Perhaps he just gets a free development board for each time he works “ArrayMaster” into the briefing…
“What are you seeing in terms of power consumption compared with other solutions you’ve used?”
“Well, I’m not really at liberty to discuss power consumption. Today, I’m just supposed to talk about our use of the ArrayMaster IP with the ArrayMaster…”
“OK, I understand. Well, thanks for your time today.”
Monday morning arrives and we’re in no better shape. I’ve written an article with all the technology claims in it, editorially distanced with prefixes like, “The company claims that power consumption is…” Still, I’m not happy with the information we’re providing our audience. We want to give our readers true, objective insight into the products they’ll be using, and short of putting together a primitive percussive primate myself, I’m left relying on my intuition and wits instead of hard data and user experience.

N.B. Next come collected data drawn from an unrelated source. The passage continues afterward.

impl Pipeline {
    /// Pipeline with the store named in the settings (in-memory if none)
    pub fn new(settings: Settings) -> Result<Self> {
        let store: Box<dyn FlowStore> = match &settings.store_path {
            Some(path) => Box::new(SqliteStore::open(path)?),
            None => Box::new(MemoryStore::new()),
        };
        Ok(Self::with_store(settings, store))
    }

    pub fn with_store(settings: Settings, store: Box<dyn FlowStore>) -> Self {
        Pipeline {
            settings,
            adapters: AdapterRegistry::new(),
            store,
            units: UnitTable::new(),
            source_configs: HashMap::new(),
            methods: HashMap::new(),
            crosswalks: HashMap::new(),
        }
    }

    pub fn register_adapter(&mut self, adapter: Box<dyn SourceAdapter>) {
        self.adapters.register(adapter);
    }

    /// Source config used instead of `<source_config_dir>/<dataset>.json`
    pub fn register_source(&mut self, dataset: &str, config: SourceConfig) {
        self.source_configs.insert(dataset.to_string(), config);
    }

    /// Method config used instead of `<method_dir>/<method>.json`
    pub fn register_method(&mut self, method: &str, config: MethodConfig) {
        self.methods.insert(method.to_string(), config);
    }

    /// Crosswalk used instead of `<crosswalk_dir>/<name>.csv`
    pub fn register_crosswalk(&mut self, name: &str, crosswalk: Crosswalk) {
        self.crosswalks.insert(name.to_string(), crosswalk);
    }

    pub fn with_units(mut self, units: UnitTable) -> Self {
        self.units = units;
        self
    }

    pub fn settings(&self) -> &Settings {
        &self.settings
    }

    pub fn store(&self) -> &dyn FlowStore {
        self.store.as_ref()
    }

    // ------------------------------------------------------------------------
    // config lookup
    // ------------------------------------------------------------------------

    fn source_config(&self, dataset: &str) -> Result<SourceConfig> {
        if let Some(config) = self.source_configs.get(dataset) {
            return Ok(config.clone());
        }
        let path = self.settings.source_config_path(dataset);
        if !path.exists() {
            return Err(FlowsaError::Config(format!("no source config for {}", dataset)));
        }
        SourceConfig::from_file(path)
    }

    fn method_config(&self, method: &str) -> Result<MethodConfig> {
        if let Some(config) = self.methods.get(method) {
            return Ok(config.clone());
        }
        let path = self.settings.method_path(method);
        if !path.exists() {
            return Err(FlowsaError::Config(format!("no method config for {}", method)));
        }
        MethodConfig::from_file(path)
    }

    fn crosswalk(&self, name: &str) -> Result<Crosswalk> {
        if let Some(crosswalk) = self.crosswalks.get(name) {
            return Ok(crosswalk.clone());
        }
        let path = self.settings.crosswalk_path(name);
        if !path.exists() {
            return Err(FlowsaError::Config(format!("no crosswalk named {}", name)));
        }
        Crosswalk::from_csv(path)
    }

    /// Datasets with a registered or on-disk source config
    pub fn available_sources(&self) -> Result<Vec<String>> {
        let mut names = list_config_names(&self.settings.source_config_dir, "json")?;
        names.extend(self.source_configs.keys().cloned());
        names.sort();
        names.dedup();
        Ok(names)
    }

    /// Methods with a registered or on-disk method config
    pub fn available_methods(&self) -> Result<Vec<String>> {
        let mut names = list_config_names(&self.settings.method_dir, "json")?;
        names.extend(self.methods.keys().cloned());
        names.sort();
        names.dedup();
        Ok(names)
    }

    fn key(&self, name: &str, year: i32) -> StoreKey {
        StoreKey::new(name, year, &self.settings.format_version)
    }

    // ------------------------------------------------------------------------
    // Flow-By-Activity
    // ------------------------------------------------------------------------

    /// Fetch, normalize, validate and store one dataset-year
    pub fn generate_flow_by_activity(&self, dataset: &str, year: i32) -> Result<FbaRun> {
        let config = self.source_config(dataset)?;
        if !config.years.is_empty() && !config.years.contains(&year) {
            return Err(FlowsaError::unavailable(
                dataset,
                year,
                format!("source publishes {:?}", config.years),
            ));
        }

        let mut summary = RunSummary::start(TableKind::FlowByActivity, dataset, year);

        let context = SourceContext::new(dataset, year);
        let table = self.adapters.fetch(config.adapter_id(dataset), &context)?;

        let normalized = Normalizer::new(&config)?.normalize(&table)?;
        summary.rows_in = normalized.report.rows_in;
        summary.withdrawn = normalized.report.withdrawn;
        summary.asserted_zero = normalized.report.asserted_zero;

        let validated = Validator::new(config.validation_mode)
            .allow_negative(config.allow_negative)
            .with_units(self.units.clone())
            .validate(&normalized.records)?;
        summary.issues_by_rule = validated.report.count_by_rule();
        summary.dropped_rows = validated.report.dropped_rows.len();

        let meta = self
            .store
            .save_fba(&self.key(dataset, year), &validated.records, summary.run_id)?;
        summary.rows_out = meta.row_count;
        summary.fingerprint = meta.fingerprint;
        summary.finished_at = Utc::now();
        summary.log();

        Ok(FbaRun {
            records: validated.records,
            summary,
        })
    }

    /// Stored Flow-By-Activity table, generated on a miss.
    ///
    /// Filters apply after loading, so the stored table stays complete.
    /// An empty `classes` slice keeps every class.
    pub fn get_flow_by_activity(
        &self,
        dataset: &str,
        year: i32,
        classes: &[&str],
        geo_filter: Option<GeoScale>,
    ) -> Result<Vec<FlowRecord>> {
        let records = match self.store.load_fba(&self.key(dataset, year))? {
            Some(records) => {
                debug!(dataset, year, rows = records.len(), "loaded FBA from store");
                records
            }
            None => self.generate_flow_by_activity(dataset, year)?.records,
        };

        if records.is_empty() {
            return Err(FlowsaError::unavailable(dataset, year, "table has no rows"));
        }

        let mut records = if classes.is_empty() {
            records
        } else {
            records
                .into_iter()
                .filter(|r| classes.contains(&r.class.as_str()))
                .collect()
        };
        if let Some(scale) = geo_filter {
            records = filter_by_geoscale(records, scale);
        }
        Ok(records)
    }

    /// Run `generate_flow_by_activity` for many units in parallel.
    ///
    /// One failing unit does not stop the others; results keep input order.
    pub fn generate_many(&self, units: &[(String, i32)]) -> Vec<UnitResult> {
        units
            .par_iter()
            .map(|(dataset, year)| UnitResult {
                dataset: dataset.clone(),
                year: *year,
                result: self
                    .generate_flow_by_activity(dataset, *year)
                    .map(|run| run.summary),
            })
            .collect()
    }

    // ------------------------------------------------------------------------
    // Flow-By-Sector
    // ------------------------------------------------------------------------

    /// Stored Flow-By-Sector table for a method, generated on a miss.
    ///
    /// Overridden runs are stored under their own name so they never
    /// replace the method's own table.
    pub fn get_flow_by_sector(&self, method: &str, overrides: &MethodOverrides) -> Result<Vec<AggregatedFlow>> {
        let mut config = self.method_config(method)?;
        config.apply(overrides);

        let name = if overrides.is_empty() {
            method.to_string()
        } else {
            let tag = fingerprint(std::slice::from_ref(overrides))?;
            format!("{}__{}", method, &tag[..12])
        };

        if let Some(flows) = self.store.load_fbs(&self.key(&name, config.year))? {
            debug!(method, year = config.year, rows = flows.len(), "loaded FBS from store");
            return Ok(flows);
        }

        Ok(self.generate_flow_by_sector(&name, &config)?.flows)
    }

    /// Flow-By-Sector with one Sector column in place of the
    /// producing/consuming pair
    pub fn collapse_flow_by_sector(&self, method: &str) -> Result<Vec<AggregatedFlow>> {
        let overrides = MethodOverrides {
            collapse: Some(true),
            ..Default::default()
        };
        let flows = self.get_flow_by_sector(method, &overrides)?;

        let null_sectors = check_null_sectors(&flows);
        if !null_sectors.is_empty() {
            warn!(method, rows = null_sectors.len(), "collapsed FBS has rows without a sector");
        }
        let negative = check_negative_amounts(&flows);
        if !negative.is_empty() {
            warn!(method, rows = negative.len(), "collapsed FBS has negative amounts");
        }

        Ok(flows)
    }

    /// Build and store a Flow-By-Sector table from a method config
    pub fn generate_flow_by_sector(&self, name: &str, config: &MethodConfig) -> Result<FbsRun> {
        let mut summary = RunSummary::start(TableKind::FlowBySector, name, config.year);

        let classes: Vec<&str> = config.class_filter.iter().map(String::as_str).collect();
        let mut fba = self.get_flow_by_activity(&config.source, config.year, &classes, config.geo_filter)?;
        summary.rows_in = fba.len();
        summary.withdrawn = fba.iter().filter(|r| r.flow_amount.is_withdrawn()).count();

        if config.standardize_units {
            fba = self.units.standardize_all(&fba);
        }

        let mut crosswalk = self.crosswalk(config.crosswalk_name())?;
        if let Some(target) = &config.target_sector_source {
            crosswalk = crosswalk.for_sector_source(target);
        }
        let activities: HashSet<String> = fba
            .iter()
            .flat_map(|r| [non_blank(&r.activity_produced_by), non_blank(&r.activity_consumed_by)])
            .flatten()
            .map(str::to_string)
            .collect();
        let crosswalk = crosswalk.retain_activities(&activities);

        let mut mapper = SectorMapper::new(crosswalk.clone()).with_activity_source(config.activity_source());
        if config.is_apportioned() {
            let table = match &config.apportionment {
                Some(aux) => {
                    let aux_year = aux.year.unwrap_or(config.year);
                    let aux_fba = self.get_flow_by_activity(&aux.fba_source, aux_year, &[], None)?;
                    ApportionmentTable::from_flow_ratios(
                        &crosswalk,
                        &aux_fba,
                        aux.flow_ratio_source.as_deref(),
                    )?
                }
                None => ApportionmentTable::from_crosswalk(&crosswalk),
            };
            mapper = mapper.with_apportionment(table);
        }

        let outcome = mapper.map_to_sectors(&fba)?;
        summary.unmapped = outcome.unmapped.clone();

        if config.is_apportioned() {
            let mapped_balance = ConservationCheck::new().check(&fba, &outcome.flows);
            summary
                .conservation_discrepancies
                .extend(mapped_balance.discrepancies().into_iter().cloned());
        }

        let validated = Validator::new(config.validation_mode)
            .allow_negative(config.allow_negative)
            .require_sectors(config.require_sectors)
            .with_units(self.units.clone())
            .validate_mapped(&outcome.flows)?;
        summary.issues_by_rule = validated.report.count_by_rule();
        summary.dropped_rows = validated.report.dropped_rows.len();

        let flows = Aggregator::new(&config.group_keys)
            .collapse(config.collapse)
            .rollup_to(config.geo_rollup_target)
            .aggregate(&validated.records)?;

        let balance = ConservationCheck::new().check(&validated.records, &flows);
        summary
            .conservation_discrepancies
            .extend(balance.discrepancies().into_iter().cloned());

        summary.output_warnings = check_negative_amounts(&flows).len() + check_null_sectors(&flows).len();

        let meta = self
            .store
            .save_fbs(&self.key(name, config.year), &flows, summary.run_id)?;
        summary.rows_out = meta.row_count;
        summary.fingerprint = meta.fingerprint;
        summary.finished_at = Utc::now();
        summary.log();

        Ok(FbsRun { flows, summary })
    }
}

The article publishes on Tuesday, and the “letters to the editor” start rolling in:
“Kevin, are you crazy? People have been using our CPLDs in DPMTs for years, and these guys are claiming it’s a new market? Nobody with a lick of sense would try to put an FPGA in one of these devices.”
“Kevin, I read with interest your article on FPGAs in DPMTs. We’ve been successfully using another vendors’ FPGAs in our line of mallet-playing toy monkeys (MPTMs) for quite some time. We plan to try out these new devices. Thanks for the info!”
“Dear editor, I am designing DPMT as graduate project and would appreciate you forward all relevant VHDL and application notes for completed DPMT with FPGA. Also, if you could help me get free development board I would thank you very much.”
Is it just me, or does anybody else think this situation could use some improvement?
This year, we’re breaking this mold. We want to include more of your experience in FPGA Journal. If you’ve designed something interesting or novel that takes advantage of the unique capabilities of programmable logic, we want to hear from you. If you’ll drop us a line at firstname.lastname@example.org, we’ll set up a brief e-mail or phone interview where you can tell us the key points of your project. We don’t want you to give away anything proprietary, of course, and we’ll also keep you anonymous if you wish. Your experiences, good or bad, with specific products or companies can give us valuable editorial insight. If your perspective or project is interesting enough, we may dedicate a whole feature article to it. In any event, you’ll be contributing to our collective community, and your peers will appreciate you more for it.
Of course, we’ll still be brining you our normal features, webcasts, and news stories over the course of this year, along with some exciting new features. 2009 should be a great ride!